The investigation by Missouri’s Sen. Claire McCaskill sheds light on the opioid industry’s ability to shape public opinion and raises questions about its role in an overdose epidemic that has claimed hundreds of thousands of American lives. Representatives of some of the drugmakers named in the report said they did not set conditions on how the money was to be spent or force the groups to advocate for their painkillers.
The report from McCaskill, ranking Democrat on the Senate’s homeland security committee, examines advocacy funding by the makers of the top five opioid painkillers by worldwide sales in 2015. Financial information the companies provided to Senate staff shows they spent more than $10 million between 2012 and 2017 to support 14 advocacy groups and affiliated doctors.
The report did not include some of the largest and most politically active manufacturers of the drugs.
The findings follow a similar in- vestigation launched in 2012 by a bipartisan pair of senators. That effort eventually was shelved and no findings were ever released.
While the new report provides only a snapshot of company activities, experts said it gives insight into how industry-funded groups fueled demand for drugs such as OxyContin and Vicodin, addictive medications that generated billions in sales despite research showing they are largely ineffective for chronic pain.

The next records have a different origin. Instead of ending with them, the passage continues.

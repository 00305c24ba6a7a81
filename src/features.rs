//! Feature flags for controlling optional behaviors.
//!
//! Features can be enabled via:
//! - CLI: `--features rename-hunks,copy-hunks`
//! - Environment: `TREE_PATCH_FEATURES=rename-hunks,copy-hunks`

use std::collections::HashSet;
use std::env;

use clap::ValueEnum;
use log::warn;

use crate::apply::ApplyOptions;

/// Environment variable holding a comma-separated feature list.
pub const FEATURES_ENV: &str = "TREE_PATCH_FEATURES";

/// Available feature flags.
#[derive(Debug, Clone, Copy, PartialEq, Eq, Hash, ValueEnum)]
pub enum Feature {
    /// Apply hunks carried by a rename to the moved file instead of ignoring them.
    RenameHunks,
    /// Apply hunks carried by a copy to the new file instead of ignoring them.
    CopyHunks,
}

/// Collection of enabled features.
#[derive(Debug, Clone, Default)]
pub struct Features {
    enabled: HashSet<Feature>,
}

impl Features {
    /// Create an empty feature set.
    pub fn new() -> Self {
        Self::default()
    }

    /// Create from environment variable.
    pub fn from_env() -> Self {
        Self::from_list(env::var(FEATURES_ENV).ok().as_deref().unwrap_or(""))
    }

    /// Parse a comma-separated list, skipping (and warning about) unknown names.
    pub fn from_list(value: &str) -> Self {
        let mut features = Self::new();
        for name in value.split(',').map(|s| s.trim()).filter(|s| !s.is_empty()) {
            if let Ok(feature) = Feature::from_str(name, true) {
                features.enable(feature);
            } else {
                warn!("Unknown feature '{}' in {}", name, FEATURES_ENV);
            }
        }
        features
    }

    /// Enable a feature.
    pub fn enable(&mut self, feature: Feature) {
        self.enabled.insert(feature);
    }

    /// Disable a feature.
    pub fn disable(&mut self, feature: Feature) {
        self.enabled.remove(&feature);
    }

    /// Check if a feature is enabled.
    pub fn is_enabled(&self, feature: Feature) -> bool {
        self.enabled.contains(&feature)
    }

    /// Merge with CLI overrides.
    pub fn with_overrides(mut self, cli_features: Option<&[Feature]>) -> Self {
        if let Some(features) = cli_features {
            for feature in features {
                self.enable(*feature);
            }
        }
        self
    }

    /// List all enabled features.
    pub fn enabled_features(&self) -> impl Iterator<Item = Feature> + '_ {
        self.enabled.iter().copied()
    }
}

impl From<&Features> for ApplyOptions {
    fn from(features: &Features) -> Self {
        ApplyOptions {
            rename_hunks: features.is_enabled(Feature::RenameHunks),
            copy_hunks: features.is_enabled(Feature::CopyHunks),
        }
    }
}
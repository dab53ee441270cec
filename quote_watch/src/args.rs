//! Command-line arguments for Quote Watch.
//!
//! Every option can also come from the environment (or a `.env` file loaded at
//! startup). Values are read once; nothing is validated beyond parsing, so a
//! missing API key simply makes requests fail.
use std::time::Duration;

use clap::Parser;
use quote_common::net::{DEFAULT_QUOTE_URL, DEFAULT_STREAM_URL};

/// Parsed command-line arguments.
#[derive(Debug, Clone, Parser)]
#[command(version, about, long_about = None)]
pub struct Args {
    /// API token sent with both the REST request and the stream connection.
    #[clap(long, env = "QUOTE_API_KEY", default_value = "", hide_env_values = true)]
    pub api_key: String,

    /// REST endpoint returning a point-in-time quote.
    #[clap(long, env = "QUOTE_REST_URL", default_value = DEFAULT_QUOTE_URL)]
    pub quote_url: String,

    /// Streaming endpoint delivering live trades.
    #[clap(long, env = "QUOTE_STREAM_URL", default_value = DEFAULT_STREAM_URL)]
    pub stream_url: String,

    /// Symbol to start tracking immediately.
    #[clap(long)]
    pub symbol: Option<String>,

    /// Timeout for the REST quote request, in seconds.
    #[clap(long, default_value_t = 10)]
    pub http_timeout_secs: u64,
}

impl Args {
    /// REST request timeout.
    pub fn http_timeout(&self) -> Duration {
        Duration::from_secs(self.http_timeout_secs)
    }

    /// Strip whitespace and matching quotes from string options.
    pub fn normalized(mut self) -> Self {
        self.api_key = normalize(&self.api_key);
        self.quote_url = normalize(&self.quote_url);
        self.stream_url = normalize(&self.stream_url);
        self
    }
}

/// Trim whitespace and one pair of surrounding double quotes.
fn normalize(raw: &str) -> String {
    let trimmed = raw.trim();
    trimmed
        .strip_prefix('"')
        .and_then(|s| s.strip_suffix('"'))
        .unwrap_or(trimmed)
        .to_string()
}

“It looks pretty damning when these groups were pushing the message about how wonderful opioids are and they were being heavily funded, in the millions of dollars, by the manufacturers of those drugs,” said Lewis Nelson, a Rutgers University doctor and opioid expert.
The findings could bolster hundreds of lawsuits that are aimed at holding opioid drugmakers responsible for helping fuel an epidemic blamed for the deaths of more than 340,000 Americans since 2000.
McCaskill’s staff asked drugmakers to turn over records of payments they made to groups and affiliated physicians, part of a broader investigation by the senator into the opioid crisis. The request was sent last year to five companies: Purdue Pharma; Insys Therapeutics; Janssen Pharmaceuticals, owned by Johnson & Johnson; Mylan; and Depomed.
Fourteen nonprofit groups, mostly representing pain patients and specialists, received nearly $9 million from the drugmakers, according to investigators. Doctors affiliated with those groups received another $1.6 million.
Most of the groups included in the probe took industry-friendly positions.